Gustav Roos an Mutter Elisabeth, 15. Februar 1942

Göttingen, am 15.2.1942

Liebe Mutter!

Heute bist Du nun ganz allein. Vater wird ja in Frankreich sein und Günther weg in sein Lager. Das wird ja sehr schwer für Dich sein. Aber die beiden werden ja bald bei Dir sein und ich komme ja auch einmal wieder, wenn es auch noch etwas länger dauert. Eines weiss ich, seid ich in Brühl war, nämlich, dass ihr Mütter Euch zu Hause mehr Sorgen um uns macht, als wir selbst haben.

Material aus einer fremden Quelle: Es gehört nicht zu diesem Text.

//! Parses the text/simple tree format produced by [`super::format::format_text`]
//! back into a [`super::node::Arena`] (spec.md §4.6 "Parser" — round-trips
//! `gen` output back into a graph so `twig create` can materialize it).
use super::node::{Arena, NodeData};
use crate::error::{Result, ToolboxError};

/// One line of input, reduced to its indent depth and decorated label.
struct ParsedLine {
    depth: usize,
    is_dir: bool,
    name: String,
    hash: Option<String>,
    comment: Option<String>,
}

fn parse_line(raw: &str) -> Result<ParsedLine> {
    let mut depth = 0;
    let mut rest = raw;
    loop {
        if let Some(stripped) = rest.strip_prefix("│   ").or_else(|| rest.strip_prefix("    ")) {
            depth += 1;
            rest = stripped;
            continue;
        }
        break;
    }

    let rest = rest
        .strip_prefix("├── ")
        .or_else(|| rest.strip_prefix("└── "))
        .unwrap_or(rest);

    if rest.is_empty() {
        return Err(ToolboxError::Parse("empty node label".to_string()));
    }

    let mut label = rest.to_string();

    let comment = if let Some(idx) = label.find(" # ") {
        let comment = label[idx + 3..].trim().to_string();
        label.truncate(idx);
        Some(comment)
    } else {
        None
    };

    let hash = if let Some(start) = label.rfind(" [") {
        if label.ends_with(']') {
            let hash = label[start + 2..label.len() - 1].to_string();
            label.truncate(start);
            Some(hash)
        } else {
            None
        }
    } else {
        None
    };

    let is_dir = label.ends_with('/');
    if is_dir {
        label.pop();
    }

    if label.is_empty() {
        return Err(ToolboxError::Parse(format!("could not extract a name from {raw:?}")));
    }

    Ok(ParsedLine {
        depth,
        is_dir,
        name: label,
        hash,
        comment,
    })
}

/// Parses `text` (as produced by `format_text`) into an [`Arena`], returning
/// the root node id. The first non-empty line is always the root, at
/// depth 0 regardless of indentation (spec.md §4.6 "Parser").
pub fn parse(text: &str) -> Result<(Arena, usize)> {
    let mut lines = text.lines().filter(|l| !l.trim().is_empty());

    let root_label = lines
        .next()
        .ok_or_else(|| ToolboxError::Parse("empty tree text".to_string()))?;
    let root_parsed = parse_line(root_label)?;

    let mut arena = Arena::new();
    let root_id = arena.push(NodeData {
        name: root_parsed.name,
        path: String::new(),
        is_dir: true,
        hash: root_parsed.hash,
        comment: root_parsed.comment,
        level: 0,
        children: Vec::new(),
        parent: None,
    });

    // last_at_depth[d] is the arena id of the most recently emitted node at
    // depth d+1 (0-indexed here as depth-1, since depth 0 is always root).
    let mut last_at_depth: Vec<usize> = vec![root_id];

    for raw in lines {
        let parsed = parse_line(raw)?;
        let level = parsed.depth + 1;

        if level > last_at_depth.len() {
            return Err(ToolboxError::Parse(format!(
                "line {raw:?} jumps more than one indent level"
            )));
        }
        last_at_depth.truncate(level);
        let parent = last_at_depth[level - 1];

        let id = arena.push(NodeData {
            name: parsed.name,
            path: String::new(),
            is_dir: parsed.is_dir,
            hash: parsed.hash,
            comment: parsed.comment,
            level,
            children: Vec::new(),
            parent: None,
        });
        arena.attach(parent, id);
        last_at_depth.push(id);
    }

    fill_paths(&mut arena, root_id, "");
    Ok((arena, root_id))
}

fn fill_paths(arena: &mut Arena, id: usize, parent_path: &str) {
    let name = arena.get(id).name.clone();
    let path = if parent_path.is_empty() {
        name.clone()
    } else {
        format!("{parent_path}/{name}")
    };
    arena.get_mut(id).path = path.clone();
    let children = arena.get(id).children.clone();
    for child in children {
        fill_paths(arena, child, &path);
    }
}

#[cfg(test)]
mod tests {
    use super::super::format::{format_text, FormatConfig};
    use super::*;

    #[test]
    fn round_trips_generated_text_back_into_same_shape() {
        let mut arena = Arena::new();
        let root = arena.push(NodeData {
            name: "project".to_string(),
            path: String::new(),
            is_dir: true,
            hash: None,
            comment: None,
            level: 0,
            children: Vec::new(),
            parent: None,
        });
        let src = arena.push(NodeData {
            name: "src".to_string(),
            path: String::new(),
            is_dir: true,
            hash: None,
            comment: None,
            level: 1,
            children: Vec::new(),
            parent: None,
        });
        let main = arena.push(NodeData {
            name: "main.go".to_string(),
            path: String::new(),
            is_dir: false,
            hash: None,
            comment: None,
            level: 2,
            children: Vec::new(),
            parent: None,
        });
        let readme = arena.push(NodeData {
            name: "README.md".to_string(),
            path: String::new(),
            is_dir: false,
            hash: None,
            comment: None,
            level: 1,
            children: Vec::new(),
            parent: None,
        });
        arena.attach(root, src);
        arena.attach(src, main);
        arena.attach(root, readme);

        let text = format_text(&arena, root, &FormatConfig::default());
        let (parsed_arena, parsed_root) = parse(&text).unwrap();

        assert_eq!(parsed_arena.get(parsed_root).name, "project");
        assert_eq!(parsed_arena.get(parsed_root).children.len(), 2);

        let parsed_src = parsed_arena.get(parsed_arena.get(parsed_root).children[0]);
        assert_eq!(parsed_src.name, "src");
        assert!(parsed_src.is_dir);
        assert_eq!(parsed_src.children.len(), 1);

        let parsed_main = parsed_arena.get(parsed_src.children[0]);
        assert_eq!(parsed_main.name, "main.go");
        assert!(!parsed_main.is_dir);
    }

    #[test]
    fn extracts_hash_and_comment_decorations() {
        let text = "root/\n└── file.txt [abc123def456] # generated\n";
        let (arena, root) = parse(text).unwrap();
        let file = arena.get(arena.get(root).children[0]);
        assert_eq!(file.name, "file.txt");
        assert_eq!(file.hash.as_deref(), Some("abc123def456"));
        assert_eq!(file.comment.as_deref(), Some("generated"));
    }

    #[test]
    fn rejects_indent_jump_of_more_than_one_level() {
        let text = "root/\n│   │   └── too-deep.txt\n";
        assert!(parse(text).is_err());
    }
}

Aber man darf sich auch nicht zuviel sorgen. Dass gilt Dir. Geh’ jetzt öfter mal raus, das tut Dir besser, als zu Hause zu sitzen

und Trübsal zu blasen!

Mir geht es so gut, wie es einem beim Kommiss überhaupt gehen kann. Der Dienst ist gemütlich, das Essen gut und mit meinen Kameraden komme ich auch gut aus. Hier könnte ich es noch lange aushalten. Noch habe ich noch nichts vom Fortkommen gehört. Es ist nicht unmöglich, dass ich nach meiner Entlassung doch noch nach Braunschweig komme.

Das Päckchen No. 1 ist vorgestern Abend endlich angekommen, zugleich der Brief mit den Marken! Vielen Dank!

Gestern hatte ich bis 24.00 Ausgang.

Nach einem herrlichen Brausebad bin ich in die Stadt gegangen, habe eingekauft, Kuchen gegessen und danach war ich in zwei Kinos. Den Film „2 in einer grossen Stadt“ musst Du Dir auch ansehen. Der ist fabelhaft! Heute habe ich den ganzen Tag frei, werde aber schön auf der Bude bleiben. Meine finanzielle Lage ist nicht mehr günstig zu nennen. Wo das Geld geblieben ist? 10 Rm habe ich Günther gegeben. Hier habe ich ein Buch gekauft: 8 Rm. 7 mal war ich im Kino. Das sind die grossen Ausgaben. Dazu Kaffee, Kuchen, Brot, Nähzeug, Bier, Wasser, Zeitungen, Briefpa-

pier, Schreibzeug u. s. w. Der Dienst fordert Geld! Da staunst Du! 5 x haben wir Geländedienst von 10.00-15.00 od. 16.00. Er besteht aus Anmarschweg (ca. 2-5 km), 3-4 Std. in einer Kneipe die Geländeausbildung, Rückmarsch. Das kostet auch Geld.

Am nächsten Samstag kann ich vielleicht Sonntagsurlaub bekommen, von Samstag n. D. bis Sonntag Nacht. Nach Hause kommen lohnt sich ja nicht. Darum werde ich dann nach Hannover fahren. Wenn ich Glück habe, kann ich 6.00-7.00 abends da sein und müsste am anderen Tag um 17.16 wieder abhauen. Und für den Tag muss doch wieder

mein Portemonaie voll sein! Schick’ mir also bitte etwas, aber so, dass es Freitag hier ist!

Im übrigen hoffe ich, dass Günther mal ein kleines, nettes Bild vom Kommiss bekommt und sich im Dienst einmal mehr auf dem Bauche kriechend als auf Beinen gehend bewegt.

Mach’ Dir also keine Sorgen und lass’ es Dir gut gehen!